Grüner Smoothie

Guter Rat ist heutzutage nicht mehr teuer. Der Ratgebermarkt boomt – nicht nur in Buchhandlungen, auch in Drogerien, Apotheken, Kiosken. Frau trifft die Entscheidung, welcher passt. Dann heißt es gehorchen, damit die vielen Heilsversprechungen sich auch erweisen können.

Die Städterin hat nach dem Grünen Smoothie gegriffen, orange und grün, der Umschlag attraktiv. Und lauter fröhliche Gesichter auf den Bildern. Unkompliziert, einfach – das klingt vielversprechend. Außerdem wird da Hilfe versprochen für die Tage vor den Tagen. Endlich ein Ratgeber, der sich der wahren Nöte annimmt.

Sie liest sich ein – Tabellen – nicht so wichtig – Zubereitungsart – alles pürieren – wirklich einfach – Zutatenliste – das scheint tatsächlich das Reich der unbegrenzen Möglichkeiten zu sein – Einkaufszettel schreiben und los geht es.
Erst die Profimaschine im Fachgeschäft. Wenn schon dann richtig. Es gibt gleich drei Modelle. Das bestätigt ihr im Trend zu liegen. Wohltuend. Andere, die ihre Erfahrung teilen. Der grüne Smoothie tut gut.
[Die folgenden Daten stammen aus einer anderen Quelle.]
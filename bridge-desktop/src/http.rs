//! HTTP Client Implementation using Reqwest

use async_trait::async_trait;
use bridge_traits::{
    error::{BridgeError, Result},
    http::{HttpClient, HttpMethod, HttpRequest, HttpResponse},
};
use reqwest::Client;
use std::collections::HashMap;
use std::time::Duration;
use tracing::debug;

/// Reqwest-based HTTP client implementation
///
/// Provides single-attempt HTTP operations with:
/// - Connection pooling via reqwest
/// - TLS via rustls by default
/// - WebDAV extension verbs (PROPFIND, MKCOL)
///
/// Retry is deliberately absent here; the remote store client layers the
/// retry policy on top so it is applied uniformly.
pub struct ReqwestHttpClient {
    client: Client,
}

impl ReqwestHttpClient {
    /// Create a new HTTP client with default configuration
    pub fn new() -> Self {
        Self::with_timeout(Duration::from_secs(30))
    }

    /// Create a new HTTP client with custom timeout
    pub fn with_timeout(timeout: Duration) -> Self {
        let client = Client::builder()
            .timeout(timeout)
            .connect_timeout(Duration::from_secs(10))
            .pool_max_idle_per_host(10)
            .user_agent("daybook-core/0.1.0")
            .build()
            .expect("Failed to build HTTP client");

        Self { client }
    }

    /// Create a new HTTP client with custom configuration
    pub fn with_client(client: Client) -> Self {
        Self { client }
    }

    /// Convert bridge HttpMethod to reqwest Method
    fn convert_method(method: HttpMethod) -> Result<reqwest::Method> {
        Ok(match method {
            HttpMethod::Get => reqwest::Method::GET,
            HttpMethod::Post => reqwest::Method::POST,
            HttpMethod::Put => reqwest::Method::PUT,
            HttpMethod::Delete => reqwest::Method::DELETE,
            HttpMethod::Head => reqwest::Method::HEAD,
            // The DAV verbs have no predefined constants.
            HttpMethod::Propfind | HttpMethod::Mkcol => {
                reqwest::Method::from_bytes(method.as_str().as_bytes()).map_err(|e| {
                    BridgeError::OperationFailed(format!("Invalid HTTP method: {}", e))
                })?
            }
        })
    }

    /// Build reqwest request from bridge request
    fn build_request(&self, request: HttpRequest) -> Result<reqwest::RequestBuilder> {
        let method = Self::convert_method(request.method)?;
        let mut req = self.client.request(method, &request.url);

        for (key, value) in request.headers {
            req = req.header(key, value);
        }

        if let Some(body) = request.body {
            req = req.body(body);
        }

        if let Some(timeout) = request.timeout {
            req = req.timeout(timeout);
        }

        Ok(req)
    }

    /// Map a reqwest failure to the bridge taxonomy
    fn map_send_error(e: reqwest::Error) -> BridgeError {
        if e.is_timeout() {
            BridgeError::Timeout(e.to_string())
        } else if e.is_connect() {
            BridgeError::Connection(e.to_string())
        } else {
            BridgeError::OperationFailed(e.to_string())
        }
    }
}

impl Default for ReqwestHttpClient {
    fn default() -> Self {
        Self::new()
    }
}

#[async_trait]
impl HttpClient for ReqwestHttpClient {
    async fn execute(&self, request: HttpRequest) -> Result<HttpResponse> {
        let url = request.url.clone();
        let response = self
            .build_request(request)?
            .send()
            .await
            .map_err(Self::map_send_error)?;

        let status = response.status().as_u16();
        let headers: HashMap<String, String> = response
            .headers()
            .iter()
            .filter_map(|(k, v)| v.to_str().ok().map(|s| (k.to_string(), s.to_string())))
            .collect();

        let body = response
            .bytes()
            .await
            .map_err(|e| BridgeError::OperationFailed(e.to_string()))?;

        debug!(url = %url, status, bytes = body.len(), "Executed HTTP request");

        Ok(HttpResponse {
            status,
            headers,
            body,
        })
    }
}
//! # Single-Flight Gate
//!
//! Advisory in-progress lock ensuring at most one sync cycle runs at a
//! time. Acquisition never waits: a cycle either takes the permit or
//! observes that one is held and decides what to do (automatic cycles
//! skip, manual cycles fail unless forced).
//!
//! The permit releases on drop, so the flag clears on every exit path
//! of a cycle, including errors and panics.

use std::sync::Arc;
use tokio::sync::{Mutex, OwnedMutexGuard};

/// Clonable handle to the single-flight lock. All clones share one
/// underlying permit.
#[derive(Clone, Debug, Default)]
pub struct SyncGate {
    inner: Arc<Mutex<()>>,
}

/// RAII permit proving the holder is the only running sync cycle.
pub struct SyncPermit {
    _guard: OwnedMutexGuard<()>,
}

impl SyncGate {
    pub fn new() -> Self {
        Self::default()
    }

    /// Attempts to take the permit without waiting.
    pub fn try_acquire(&self) -> Option<SyncPermit> {
        Arc::clone(&self.inner)
            .try_lock_owned()
            .ok()
            .map(|guard| SyncPermit { _guard: guard })
    }

    /// Whether a permit is currently held.
    ///
    /// Advisory only: the answer can be stale by the time the caller
    /// acts on it. Used for status reporting, never for exclusion.
    pub fn is_held(&self) -> bool {
        self.inner.try_lock().is_err()
    }
}

#[cfg(test)]
mod tests {
    use super::*;

    #[tokio::test]
    async fn test_permit_is_exclusive() {
        let gate = SyncGate::new();
        let permit = gate.try_acquire();
        assert!(permit.is_some());
        assert!(gate.is_held());

        // A second acquisition fails while the permit lives.
        assert!(gate.try_acquire().is_none());
    }

    #[tokio::test]
    async fn test_permit_releases_on_drop() {
        let gate = SyncGate::new();
        let permit = gate.try_acquire().unwrap();
        drop(permit);

        assert!(!gate.is_held());
        assert!(gate.try_acquire().is_some());
    }

    #[tokio::test]
    async fn test_clones_share_one_permit() {
        let gate = SyncGate::new();
        let clone = gate.clone();

        let _permit = gate.try_acquire().unwrap();
        assert!(clone.try_acquire().is_none());
        assert!(clone.is_held());
    }
}
//! # Remote Store Contract
//!
//! Transport abstraction the orchestrator syncs against. Implementations
//! live in provider crates (e.g. `provider-webdav`) and are expected to
//! apply the retry policy internally, so every method here either
//! succeeds or has already exhausted its retries.

use crate::error::Result;
use async_trait::async_trait;
use chrono::{DateTime, Utc};
use core_journal::Snapshot;

/// Authenticated access to the remote backup store.
///
/// The store is append-only from the engine's point of view: each
/// upload creates a new timestamped backup object, and downloads always
/// pick the newest one.
#[async_trait]
pub trait RemoteStore: Send + Sync {
    /// Probes the store for reachability and accepted credentials.
    ///
    /// Never fails for a reachable-but-unauthorized server; that case
    /// returns `Ok(false)`. Errors are reserved for situations where no
    /// probe could be made at all.
    async fn test_connection(&self) -> Result<bool>;

    /// Writes the snapshot to a new uniquely named backup object.
    ///
    /// # Errors
    ///
    /// Returns [`SyncError::Transport`](crate::SyncError::Transport)
    /// when the write does not succeed after retries.
    async fn upload_snapshot(&self, snapshot: &Snapshot) -> Result<()>;

    /// Fetches the most recent backup object, if any.
    ///
    /// Returns the deserialized snapshot together with its remote
    /// modification time, or `None` when the store holds no backups
    /// (not an error).
    async fn download_latest_snapshot(&self) -> Result<Option<(Snapshot, DateTime<Utc>)>>;
}
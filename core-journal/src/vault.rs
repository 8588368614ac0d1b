//! # Journal Vault Contract
//!
//! The persistence seam between the sync engine and the host application's
//! storage. The engine reads and writes whole documents only: the complete
//! snapshot and the complete sync settings. Hosts implement this trait over
//! whatever store they already own.
//!
//! ## Revision checking
//!
//! Whole-snapshot write-back can race the user editing a record mid-cycle.
//! To keep those edits, `read_all` stamps the snapshot with the vault's
//! current revision and `write_all` rejects a write whose base revision is no
//! longer current with [`JournalError::RevisionConflict`]. Callers re-read
//! and rebuild their write on conflict.

use crate::error::{JournalError, Result};
use crate::settings::SyncSettings;
use crate::snapshot::Snapshot;
use async_trait::async_trait;
use tokio::sync::Mutex;

/// Whole-document persistence contract for journal data
#[async_trait]
pub trait JournalVault: Send + Sync {
    /// Read the complete local state as a fresh snapshot, stamped with the
    /// vault's current revision.
    async fn read_all(&self) -> Result<Snapshot>;

    /// Persist `snapshot` as the complete local state.
    ///
    /// # Errors
    ///
    /// Returns [`JournalError::RevisionConflict`] when the vault has advanced
    /// past `snapshot.revision` since the corresponding `read_all`.
    async fn write_all(&self, snapshot: &Snapshot) -> Result<()>;

    /// Read the sync settings document.
    async fn read_settings(&self) -> Result<SyncSettings>;

    /// Persist the sync settings document.
    async fn write_settings(&self, settings: &SyncSettings) -> Result<()>;
}

// =============================================================================
// In-memory implementation
// =============================================================================

#[derive(Default)]
struct MemoryVaultState {
    snapshot: Snapshot,
    revision: u64,
    settings: SyncSettings,
}

/// In-memory [`JournalVault`] for tests, demos, and previews
#[derive(Default)]
pub struct MemoryVault {
    state: Mutex<MemoryVaultState>,
}

impl MemoryVault {
    pub fn new() -> Self {
        Self::default()
    }

    /// Construct with an initial settings document
    pub fn with_settings(settings: SyncSettings) -> Self {
        Self {
            state: Mutex::new(MemoryVaultState {
                settings,
                ..Default::default()
            }),
        }
    }

    /// Replace the stored snapshot outside the revision protocol, advancing
    /// the revision. This is how a concurrent local edit looks to the engine.
    pub async fn seed_snapshot(&self, snapshot: Snapshot) {
        let mut state = self.state.lock().await;
        state.snapshot = snapshot;
        state.revision += 1;
    }

    /// Current vault revision
    pub async fn revision(&self) -> u64 {
        self.state.lock().await.revision
    }
}

#[async_trait]
impl JournalVault for MemoryVault {
    async fn read_all(&self) -> Result<Snapshot> {
        let state = self.state.lock().await;
        let mut snapshot = state.snapshot.clone();
        snapshot.revision = state.revision;
        Ok(snapshot)
    }

    async fn write_all(&self, snapshot: &Snapshot) -> Result<()> {
        let mut state = self.state.lock().await;
        if snapshot.revision != state.revision {
            return Err(JournalError::RevisionConflict {
                current: state.revision,
                based_on: snapshot.revision,
            });
        }
        state.snapshot = snapshot.clone();
        state.revision += 1;
        Ok(())
    }

    async fn read_settings(&self) -> Result<SyncSettings> {
        Ok(self.state.lock().await.settings.clone())
    }

    async fn write_settings(&self, settings: &SyncSettings) -> Result<()> {
        self.state.lock().await.settings = settings.clone();
        Ok(())
    }
}

#[cfg(test)]
mod tests {
    use super::*;
    use crate::model::{Record, RecordKind};
    use chrono::{TimeZone, Utc};

    fn snapshot_with_task(id: &str) -> Snapshot {
        let created = Utc.timestamp_opt(1_000, 0).unwrap();
        Snapshot::default().with_records(RecordKind::Tasks, vec![Record::new(id, created)])
    }

    #[tokio::test]
    async fn test_read_write_round_trip() {
        let vault = MemoryVault::new();

        let mut snapshot = vault.read_all().await.unwrap();
        assert_eq!(snapshot.revision, 0);

        snapshot.tasks = snapshot_with_task("t1").tasks;
        vault.write_all(&snapshot).await.unwrap();

        let reread = vault.read_all().await.unwrap();
        assert_eq!(reread.revision, 1);
        assert_eq!(reread.tasks.len(), 1);
    }

    #[tokio::test]
    async fn test_stale_write_is_rejected() {
        let vault = MemoryVault::new();
        let stale = vault.read_all().await.unwrap();

        // A local edit lands between read and write-back.
        vault.seed_snapshot(snapshot_with_task("edited")).await;

        let result = vault.write_all(&stale).await;
        assert!(matches!(
            result,
            Err(JournalError::RevisionConflict {
                current: 1,
                based_on: 0
            })
        ));

        // Rebasing on a fresh read succeeds.
        let fresh = vault.read_all().await.unwrap();
        vault.write_all(&fresh).await.unwrap();
        assert_eq!(vault.revision().await, 2);
    }

    #[tokio::test]
    async fn test_settings_round_trip() {
        let vault = MemoryVault::new();
        let mut settings = vault.read_settings().await.unwrap();
        assert!(!settings.enabled);

        settings.enabled = true;
        settings.endpoint = "https://dav.example.com/daybook/".to_string();
        vault.write_settings(&settings).await.unwrap();

        let reread = vault.read_settings().await.unwrap();
        assert!(reread.enabled);
        assert_eq!(reread.endpoint, "https://dav.example.com/daybook/");
    }
}
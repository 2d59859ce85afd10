//! Azure OpenAI image edits client.

use crate::auth::{DefaultCredentialProvider, TokenProvider, COGNITIVE_SERVICES_SCOPE};
use crate::config::AzureOpenAiConfig;
use crate::error::Result;
use crate::image::multipart::build_multipart_form;
use crate::image::provider::ImageEditor;
use crate::image::response::decode_response;
use crate::image::types::{GeneratedImage, GenerationMetadata, ImageEditRequest};
use async_trait::async_trait;
use reqwest::header::AUTHORIZATION;
use std::sync::Arc;
use std::time::{Duration, Instant};

/// Image generation is slow; allow a generous upper bound per request.
pub const DEFAULT_TIMEOUT: Duration = Duration::from_secs(5 * 60);

/// Builder for [`AzureImageEditClient`].
#[derive(Default)]
pub struct AzureImageEditClientBuilder {
    config: Option<AzureOpenAiConfig>,
    credential: Option<Arc<dyn TokenProvider>>,
    endpoint: Option<String>,
    timeout: Option<Duration>,
}

impl AzureImageEditClientBuilder {
    /// Creates a new builder with default settings.
    pub fn new() -> Self {
        Self::default()
    }

    /// Sets the resource config. Falls back to the `AZURE_OPENAI_*` env vars.
    pub fn config(mut self, config: AzureOpenAiConfig) -> Self {
        self.config = Some(config);
        self
    }

    /// Sets the token provider. Falls back to Azure's default credential chain.
    pub fn credential(mut self, credential: Arc<dyn TokenProvider>) -> Self {
        self.credential = Some(credential);
        self
    }

    /// Overrides the full edits URL instead of deriving it from the config.
    pub fn endpoint(mut self, url: impl Into<String>) -> Self {
        self.endpoint = Some(url.into());
        self
    }

    /// Sets the request timeout (default: 5 minutes).
    pub fn timeout(mut self, timeout: Duration) -> Self {
        self.timeout = Some(timeout);
        self
    }

    /// Builds the client, resolving config and credential.
    pub fn build(self) -> Result<AzureImageEditClient> {
        let config = match self.config {
            Some(config) => config,
            None => AzureOpenAiConfig::from_env()?,
        };
        let endpoint = self.endpoint.unwrap_or_else(|| config.edits_url());
        let credential: Arc<dyn TokenProvider> = match self.credential {
            Some(credential) => credential,
            None => Arc::new(DefaultCredentialProvider::new()?),
        };
        let client = reqwest::Client::builder()
            .timeout(self.timeout.unwrap_or(DEFAULT_TIMEOUT))
            .build()?;

        Ok(AzureImageEditClient {
            client,
            credential,
            config,
            endpoint,
        })
    }
}

/// Sends image edit requests to an Azure OpenAI deployment.
pub struct AzureImageEditClient {
    client: reqwest::Client,
    credential: Arc<dyn TokenProvider>,
    config: AzureOpenAiConfig,
    endpoint: String,
}

impl AzureImageEditClient {
    /// Creates a new `AzureImageEditClientBuilder`.
    pub fn builder() -> AzureImageEditClientBuilder {
        AzureImageEditClientBuilder::new()
    }

    /// Returns the URL requests are sent to.
    pub fn endpoint(&self) -> &str {
        &self.endpoint
    }

    /// Returns the resource config.
    pub fn config(&self) -> &AzureOpenAiConfig {
        &self.config
    }
}

#[async_trait]
impl ImageEditor for AzureImageEditClient {
    /// Acquires a token, uploads the request and decodes the returned image.
    ///
    /// Nothing is retried: every failure is returned as-is.
    async fn edit(&self, request: &ImageEditRequest) -> Result<GeneratedImage> {
        let start = Instant::now();

        let token = self
            .credential
            .acquire_token(&[COGNITIVE_SERVICES_SCOPE])
            .await?;

        let multipart = build_multipart_form(request)?;
        tracing::debug!(state = "built", content_type = %multipart.content_type);

        tracing::info!(
            endpoint = %self.endpoint,
            api_version = %self.config.api_version,
            images = request.images().len(),
            size = %request.size,
            "sending image edit request"
        );
        let response = self
            .client
            .post(&self.endpoint)
            .header(AUTHORIZATION, format!("Bearer {}", token))
            .multipart(multipart.form)
            .send()
            .await?;
        tracing::debug!(state = "sent");

        let status = response.status();
        let body = response.bytes().await?;
        tracing::debug!(state = "received", status = status.as_u16(), bytes = body.len());
        if !status.is_success() {
            tracing::warn!(status = status.as_u16(), "image edit returned non-success status");
        }

        let data = decode_response(status.as_u16(), &body)?;
        let duration_ms = start.elapsed().as_millis() as u64;
        tracing::debug!(state = "decoded", bytes = data.len(), duration_ms);

        Ok(GeneratedImage::new(
            data,
            GenerationMetadata {
                deployment: Some(self.config.deployment.clone()),
                duration_ms: Some(duration_ms),
            },
        ))
    }

    fn name(&self) -> &str {
        "Azure OpenAI (images/edits)"
    }
}

impl std::fmt::Debug for AzureImageEditClient {
    fn fmt(&self, f: &mut std::fmt::Formatter<'_>) -> std::fmt::Result {
        f.debug_struct("AzureImageEditClient")
            .field("endpoint", &self.endpoint)
            .field("deployment", &self.config.deployment)
            .finish()
    }
}

#[cfg(test)]
mod tests {
    use super::*;
    use crate::auth::StaticTokenProvider;
    use crate::error::AzEditError;

    fn test_config() -> AzureOpenAiConfig {
        AzureOpenAiConfig::new("res.openai.azure.com", "gpt-image-1", "2025-04-01-preview")
    }

    #[test]
    fn test_builder_derives_endpoint_from_config() {
        let client = AzureImageEditClient::builder()
            .config(test_config())
            .credential(Arc::new(StaticTokenProvider::new("t")))
            .build()
            .unwrap();
        assert_eq!(
            client.endpoint(),
            "https://res.openai.azure.com/openai/deployments/gpt-image-1/images/edits?api-version=2025-04-01-preview"
        );
    }

    #[test]
    fn test_builder_endpoint_override() {
        let client = AzureImageEditClient::builder()
            .config(test_config())
            .credential(Arc::new(StaticTokenProvider::new("t")))
            .endpoint("http://127.0.0.1:9/edits")
            .timeout(Duration::from_secs(1))
            .build()
            .unwrap();
        assert_eq!(client.endpoint(), "http://127.0.0.1:9/edits");
        assert_eq!(client.config().deployment, "gpt-image-1");
    }

    #[tokio::test]
    async fn test_missing_image_fails_before_network() {
        let client = AzureImageEditClient::builder()
            .config(test_config())
            .credential(Arc::new(StaticTokenProvider::new("t")))
            // unroutable: a network attempt would surface as Network, not ImageRead
            .endpoint("http://127.0.0.1:9/edits")
            .build()
            .unwrap();
        let request = ImageEditRequest::new("p", "/definitely/not/here.png");
        let err = client.edit(&request).await.unwrap_err();
        assert!(matches!(err, AzEditError::ImageRead { .. }));
        assert!(err.is_local());
    }

    #[tokio::test]
    async fn test_credential_failure_is_auth_error() {
        let client = AzureImageEditClient::builder()
            .config(test_config())
            .credential(Arc::new(StaticTokenProvider::new("")))
            .endpoint("http://127.0.0.1:9/edits")
            .build()
            .unwrap();
        let request = ImageEditRequest::new("p", "fg.png");
        let err = client.edit(&request).await.unwrap_err();
        assert!(matches!(err, AzEditError::Auth(_)));
    }
}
Genau genommen hat sie diese Erfahrung noch gar nicht. Es fehlen ja noch die Zutaten. Viktualienmarkt, Biostand. Dort macht sie gleich einen Rundumschlag. Was noch fehlt sind Rosenblätter, Lavendel, Giersch. Bei der Nachfrage nach letzterem hat der Verkäufer ihr einen etwas merkwürdigen Blick zugeworfen. Darum geht sie erst einmal ins Blumengeschäft. Dort kennt sie sich aus. „Rosenblätter bitte.“ Man reicht ihr eine Tüte mit ausgestanzten roten Textilherzen. Als sie bekundet natürliche Blätter zu brauchen – „Zum Streuen?“, fragt die Verkäuferin und geht in den hinteren Teil des Ladens Richtung Biotonne – „Nein, zum Trinken – kennen sie etwa den grünen Smoothie nicht?“ – „Ach so, da eignen sich am besten Coburgrosen“, sagt die Verkäuferin, da ihr davon heute die doppelte Menge geliefert worden war.

Noch ein Blick auf den Einkaufszettel. „Noch Lavendel“, bittet die Frau und setzt mutig hinzu: „Und Girsch, wenn sie ihn dahaben.“ „Giersch?“ Sie holt entschlossen den Ratgeber unter dem Biogemüse hervor. „Das Unkraut, das überall wächst?“, fragt die Verkäuferin nun wirklich erstaunt. Die Kundin, die sich nicht ernst genommen fühlt flieht in einen souveränen Abgang. „Bitte bestellen sie mir für nächsten Dienstag Samen – ich möchte ihn selber ziehen.“ Sie greift ihren Korb, vergisst Rosen und Lavendel. Ihr ist alles zuviel, der Korb, die Maschine, das Gemüse, die Stadt mit all den Menschen. Und der grüne Smoothie, der einfach nicht hält was er verspricht: Linderung in den Tagen vor den Tagen.

Ins Bett, Decke über die Ohren, das hat immer geholfen. Sie hört noch das Türschloss – wohl ihr Mann, der gerne essen würde. Als er Gemüse und Maschine sieht zieht er sich leise zurück. Da träumt sie schon von einem grünen Wundersaft für und gegen alles.